Volvió a sonarse la nariz y guardó el pañuelo.

– El señor Eliot y su madre… bueno, ésta no es su casa. Pero sólo había dos alternativas: o el viejo capitán y yo nos mudábamos a High Cross o ellos venían aquí. Y ellos no estarían aquí si el médico no hubiera insistido. Les dije que podíamos arreglárnoslas bien, el capitán y yo. Hemos estado juntos todos estos años… pero, en fin, no somos tan jóvenes como antes y el capitán sufrió un ataque al corazón…

– Sí, eso me han dicho…

– Y cuando murió la señora Pettifer, no había quién cocinara. Yo sé cocinar, pero atender al capitán me ocupa mucho tiempo y no me gustaría verlo hecho un adefesio.

– No, claro que no…

Me interrumpió el ruido de una puerta.

– ¡Pettifer! -exclamó una voz masculina y enérgica.

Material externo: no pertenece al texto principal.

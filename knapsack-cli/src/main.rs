use anyhow::{anyhow, Context, Result};
use clap::{arg, ArgAction, Command};
use knapsack_dp::*;
use std::{fs, io::Read};
use tracing_subscriber::{filter::LevelFilter, EnvFilter};

const MUSEUM_VALUES: [u32; 4] = [10, 5, 16, 11];
const MUSEUM_WEIGHTS: [u32; 4] = [3, 2, 4, 4];
const MUSEUM_CAPACITY: u32 = 10;

fn cli() -> Command {
    Command::new("knapsack")
        .about("Solves 0/1 knapsack instances by dynamic programming")
        .arg_required_else_help(true)
        .subcommand(
            Command::new("demo")
                .about("Solves the built-in museum instance")
                .arg(arg!(--json "Print the summary as json").action(ArgAction::SetTrue)),
        )
        .subcommand(
            Command::new("solve")
                .about("Solves an instance")
                .arg(
                    arg!(<INSTANCE> "Instance json string, path to json file, or '-' for stdin")
                        .value_parser(clap::value_parser!(String)),
                )
                .arg(arg!(--json "Print the summary as json").action(ArgAction::SetTrue)),
        )
        .subcommand(
            Command::new("generate")
                .about("Generates a random instance")
                .arg(
                    arg!(<SEED> "A string used in seed generation")
                        .value_parser(clap::value_parser!(String)),
                )
                .arg(
                    arg!(<NUM_ITEMS> "Number of items")
                        .value_parser(clap::value_parser!(usize)),
                )
                .arg(
                    arg!(--budget [BUDGET] "Capacity as a percentage of total weight")
                        .value_parser(clap::value_parser!(u32))
                        .default_value("50"),
                ),
        )
}

fn main() {
    tracing_subscriber::fmt()
        .with_env_filter(
            EnvFilter::builder()
                .with_default_directive(LevelFilter::WARN.into())
                .from_env_lossy(),
        )
        .with_writer(std::io::stderr)
        .init();

    let matches = cli().get_matches();

    if let Err(e) = match matches.subcommand() {
        Some(("demo", sub_m)) => demo(sub_m.get_flag("json")),
        Some(("solve", sub_m)) => solve(
            sub_m.get_one::<String>("INSTANCE").unwrap().clone(),
            sub_m.get_flag("json"),
        ),
        Some(("generate", sub_m)) => generate(
            sub_m.get_one::<String>("SEED").unwrap().clone(),
            *sub_m.get_one::<usize>("NUM_ITEMS").unwrap(),
            *sub_m.get_one::<u32>("budget").unwrap(),
        ),
        _ => Err(anyhow!("Invalid subcommand")),
    } {
        eprintln!("Error: {:#}", e);
        std::process::exit(1);
    }
}

pub fn demo(json: bool) -> Result<()> {
    let solver = KnapsackSolver::from_parallel(&MUSEUM_VALUES, &MUSEUM_WEIGHTS, MUSEUM_CAPACITY)?;
    report(&solver.solve(), json);
    Ok(())
}

pub fn solve(instance: String, json: bool) -> Result<()> {
    let instance = load_instance(&instance)?;
    let solver = KnapsackSolver::new(instance)?;
    report(&solver.solve(), json);
    Ok(())
}

pub fn generate(seed: String, num_items: usize, budget_percent: u32) -> Result<()> {
    let track = Track {
        budget_percent,
        ..Track::new(num_items)
    };
    let instance = ProblemInstance::generate(&seed_from_str(&seed), &track)?;
    println!("{}", jsonify(&InstanceData::from(&instance)));
    Ok(())
}

fn report(summary: &Summary, json: bool) {
    if json {
        println!("{}", jsonify(summary));
    } else {
        println!("{}", summary);
    }
}

fn load_instance(instance: &str) -> Result<ProblemInstance> {
    let instance = if instance == "-" {
        let mut buffer = String::new();
        std::io::stdin()
            .read_to_string(&mut buffer)
            .context("Failed to read instance from stdin")?;
        buffer
    } else if instance.ends_with(".json") {
        fs::read_to_string(instance)
            .with_context(|| format!("Failed to read instance file: {}", instance))?
    } else {
        instance.to_string()
    };

    let data = dejsonify::<InstanceData>(&instance).context("Failed to parse instance")?;
    Ok(ProblemInstance::try_from(data)?)
}
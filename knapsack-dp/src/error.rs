use thiserror::Error;

#[derive(Debug, Error, PartialEq, Eq)]
pub enum KnapsackError {
    #[error("Number of values ({values}) does not match number of weights ({weights})")]
    LengthMismatch { values: usize, weights: usize },
    #[error("{field} at index '{index}' is negative ({value})")]
    NegativeInput {
        field: &'static str,
        index: usize,
        value: i64,
    },
    #[error("Capacity is negative ({capacity})")]
    NegativeCapacity { capacity: i64 },
    #[error("{field} ({value}) is out of range")]
    OutOfRange { field: &'static str, value: i64 },
    #[error("DP table of {rows} x {cols} cells exceeds the limit of {limit} cells")]
    TableTooLarge {
        rows: usize,
        cols: usize,
        limit: usize,
    },
}

pub type Result<T> = std::result::Result<T, KnapsackError>;
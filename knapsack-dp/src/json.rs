use crate::{
    error::Result,
    instance::ProblemInstance,
};
use serde::{Deserialize, Serialize};
use serde_json::{to_string, to_value, Map, Value};

/// Wire format for an instance: parallel value and weight arrays plus a capacity.
///
/// Numbers are signed so that negative input reaches validation instead of
/// failing to parse.
#[derive(Serialize, Deserialize, Debug, Clone, PartialEq, Eq)]
pub struct InstanceData {
    pub values: Vec<i64>,
    pub weights: Vec<i64>,
    pub capacity: i64,
}

impl From<&ProblemInstance> for InstanceData {
    fn from(instance: &ProblemInstance) -> Self {
        Self {
            values: instance.items.iter().map(|item| item.value as i64).collect(),
            weights: instance.items.iter().map(|item| item.weight as i64).collect(),
            capacity: instance.capacity as i64,
        }
    }
}

impl TryFrom<InstanceData> for ProblemInstance {
    type Error = crate::error::KnapsackError;

    fn try_from(data: InstanceData) -> Result<Self> {
        ProblemInstance::from_signed(&data.values, &data.weights, data.capacity)
    }
}

pub fn dejsonify<'a, T>(json_str: &'a str) -> serde_json::Result<T>
where
    T: Deserialize<'a>,
{
    serde_json::from_str::<T>(json_str)
}

/// Serializes with object keys sorted, so output is stable across runs.
pub fn jsonify<T>(obj: &T) -> String
where
    T: Serialize,
{
    to_string(&jsonify_internal(
        &to_value(obj).expect("to_value failed on serializable object"),
    ))
    .expect("to_string failed on serializable object")
}

fn jsonify_internal(json_value: &Value) -> Value {
    match json_value {
        Value::Object(obj) => {
            let mut sorted_map = Map::new();
            let mut keys: Vec<&String> = obj.keys().collect();
            keys.sort();
            for key in keys {
                if let Some(value) = obj.get(key) {
                    sorted_map.insert(key.clone(), jsonify_internal(value));
                }
            }
            Value::Object(sorted_map)
        }
        Value::Array(arr) => Value::Array(arr.iter().map(jsonify_internal).collect()),
        _ => json_value.clone(),
    }
}

pub fn seed_from_str(input: &str) -> [u8; 32] {
    blake3::hash(input.as_bytes()).into()
}
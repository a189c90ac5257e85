use crate::instance::ProblemInstance;

/// Best achievable value for every (items considered, capacity) pair.
///
/// Row `i` covers the first `i` items, column `c` a weight bound of `c`, so the
/// grid is `(n + 1) x (capacity + 1)` and stored row-major. Row 0 and column 0
/// stay zero.
#[derive(Debug, Clone, PartialEq, Eq)]
pub(crate) struct DpTable {
    rows: usize,
    cols: usize,
    cells: Vec<u64>,
}

impl DpTable {
    pub(crate) fn build(instance: &ProblemInstance) -> Self {
        let rows = instance.num_items() + 1;
        let cols = instance.capacity as usize + 1;
        let mut cells = vec![0u64; rows * cols];

        for i in 1..rows {
            let item = &instance.items[i - 1];
            let weight = item.weight as usize;
            let (prev, curr) = cells[(i - 1) * cols..(i + 1) * cols].split_at_mut(cols);
            for c in 1..cols {
                if weight > c {
                    curr[c] = prev[c];
                    continue;
                }
                let exclude = prev[c];
                let include = item.value as u64 + prev[c - weight];
                // Ties keep the item out
                curr[c] = if exclude >= include { exclude } else { include };
            }
        }

        Self { rows, cols, cells }
    }

    pub(crate) fn rows(&self) -> usize {
        self.rows
    }

    pub(crate) fn cols(&self) -> usize {
        self.cols
    }

    pub(crate) fn get(&self, i: usize, c: usize) -> u64 {
        self.cells[i * self.cols + c]
    }

    pub(crate) fn best_value(&self) -> u64 {
        self.get(self.rows - 1, self.cols - 1)
    }

    /// Walks back from the bottom-right cell and returns the chosen item
    /// indices in ascending order.
    pub(crate) fn reconstruct(&self, instance: &ProblemInstance) -> Vec<usize> {
        let mut subset = Vec::new();
        let mut i = self.rows - 1;
        let mut c = self.cols - 1;

        while i > 0 && c > 0 {
            if self.get(i, c) == self.get(i - 1, c) {
                i -= 1;
                continue;
            }
            let item = i - 1;
            let weight = instance.items[item].weight as usize;
            assert!(
                weight <= c,
                "backtracking took item {} (weight {}) with only {} capacity left",
                item,
                weight,
                c
            );
            subset.push(item);
            c -= weight;
            i -= 1;
        }

        subset.reverse();
        subset
    }
}

#[cfg(test)]
mod tests {
    use super::*;
    use crate::instance::{Item, ProblemInstance, Track};

    fn museum() -> ProblemInstance {
        ProblemInstance::from_parallel(&[10, 5, 16, 11], &[3, 2, 4, 4], 10).unwrap()
    }

    fn assert_monotone(table: &DpTable) {
        for i in 0..table.rows() {
            for c in 0..table.cols() {
                if c > 0 {
                    assert!(table.get(i, c) >= table.get(i, c - 1));
                }
                if i > 0 {
                    assert!(table.get(i, c) >= table.get(i - 1, c));
                }
            }
        }
    }

    #[test]
    fn test_museum_table_rows() {
        let table = DpTable::build(&museum());
        assert_eq!((table.rows(), table.cols()), (5, 11));

        let row = |i: usize| (0..table.cols()).map(|c| table.get(i, c)).collect::<Vec<_>>();
        assert_eq!(row(0), vec![0; 11]);
        assert_eq!(row(1), vec![0, 0, 0, 10, 10, 10, 10, 10, 10, 10, 10]);
        assert_eq!(row(2), vec![0, 0, 5, 10, 10, 15, 15, 15, 15, 15, 15]);
        assert_eq!(row(3), vec![0, 0, 5, 10, 16, 16, 21, 26, 26, 31, 31]);
        assert_eq!(row(4), vec![0, 0, 5, 10, 16, 16, 21, 26, 27, 31, 32]);
        assert_eq!(table.best_value(), 32);
    }

    #[test]
    fn test_museum_reconstruct() {
        let instance = museum();
        let table = DpTable::build(&instance);
        assert_eq!(table.reconstruct(&instance), vec![1, 2, 3]);
    }

    #[test]
    fn test_borders_are_zero() {
        let table = DpTable::build(&museum());
        for c in 0..table.cols() {
            assert_eq!(table.get(0, c), 0);
        }
        for i in 0..table.rows() {
            assert_eq!(table.get(i, 0), 0);
        }
    }

    #[test]
    fn test_generated_tables_are_monotone() {
        for n in [0, 1, 7, 20] {
            let seed = [n as u8; 32];
            let instance = ProblemInstance::generate(&seed, &Track::new(n)).unwrap();
            let table = DpTable::build(&instance);
            assert_monotone(&table);
        }
    }

    #[test]
    fn test_tie_prefers_exclusion() {
        // Both items are worth 7 and fit alone, never together
        let instance = ProblemInstance::new(
            vec![
                Item { value: 7, weight: 3 },
                Item { value: 7, weight: 3 },
            ],
            4,
        );
        let table = DpTable::build(&instance);
        assert_eq!(table.get(2, 4), table.get(1, 4));
        assert_eq!(table.reconstruct(&instance), vec![0]);
    }

    #[test]
    fn test_zero_weight_item_keeps_zero_column() {
        // Column 0 is never filled, so a weightless item cannot stack on a full knapsack
        let instance = ProblemInstance::new(
            vec![
                Item { value: 4, weight: 0 },
                Item { value: 9, weight: 2 },
            ],
            2,
        );
        let table = DpTable::build(&instance);
        assert_eq!(table.get(1, 0), 0);
        assert_eq!(table.get(1, 1), 4);
        assert_eq!(table.best_value(), 9);
        assert_eq!(table.reconstruct(&instance), vec![1]);
    }

    #[test]
    fn test_empty_instance() {
        let instance = ProblemInstance::new(Vec::new(), 5);
        let table = DpTable::build(&instance);
        assert_eq!((table.rows(), table.cols()), (1, 6));
        assert_eq!(table.best_value(), 0);
        assert!(table.reconstruct(&instance).is_empty());
    }
}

– Discúlpeme un momento, señorita -dijo Pettifer, salió para ver qué ocurría y dejó la puerta abierta.

– ¡Pettifer!

Oí que Pettifer decía, con un tono que parecía manifestar satisfacción:

– ¡Hola, Joss!

– ¿Está aquí?

– ¿Aquí? ¿Quién?

– Rebecca.

– Sí, está aquí. En el salón; precisamente iba a servirle una taza de café.

– Que sean dos, ¿de acuerdo? Para mí, solo y cargado.

Sus pasos se acercaron al vestíbulo y un momento después apareció bajo el dintel de la puerta, con sus piernas largas, su pelo negro y la cara, por supuesto, echando chispas.

– ¿Se puede saber a qué juegas? -preguntó.

Sentí que se me encendía la sangre igual que a un animal receloso. A casa, había dicho Eliot. Y aquello era Boscarva, mi casa, y si yo estaba allí o no, a Joss no tenía por qué importarle.

– No sé de qué estás hablando.

– Fui a buscarte y la señora Kernow me dijo que ya te habías ido.

– ¿Y?

– Te dije que me esperaras.

– Decidí no esperar.

Se quedó callado, resoplando, pero finalmente pareció aceptar el hecho inevitable.

– ¿Saben que has llegado?

– Encontré a Eliot en la entrada. Me ha traído él.

– ¿Adonde ha ido?

– A buscar a su madre.

– ¿Has visto a alguien más? ¿A Grenville?

– No.

– ¿Le han contado a Grenville lo de tu madre?

– Esta mañana llegó una carta de Otto Pedersen, pero no creo que la haya visto todavía.

– Pettifer tiene que llevársela. Pettifer tiene que estar con él mientras la lee.

– No creo que Pettifer piense lo mismo.

– Pero yo sí -dijo Joss.

Aquella manera descarada de meterse en los asuntos ajenos me dejó sin habla. Pero mientras nos mirábamos con fijeza, con la bonita alfombra estampada y el florero de los narcisos entre ambos, oímos voces y pasos en la escalera que recorrieron el vestíbulo y se acercaron a la puerta del salón.

Una voz de mujer dijo:

– ¿Has dicho en el salón, Eliot?

Joss murmuró algo indigno de repetirse y se dirigió a la chimenea, donde se quedó de espaldas a mí, con la mirada clavada en las llamas. Un momento después, apareció Mollie en la puerta, dudó un instante y luego vino hacia mí con las manos extendidas.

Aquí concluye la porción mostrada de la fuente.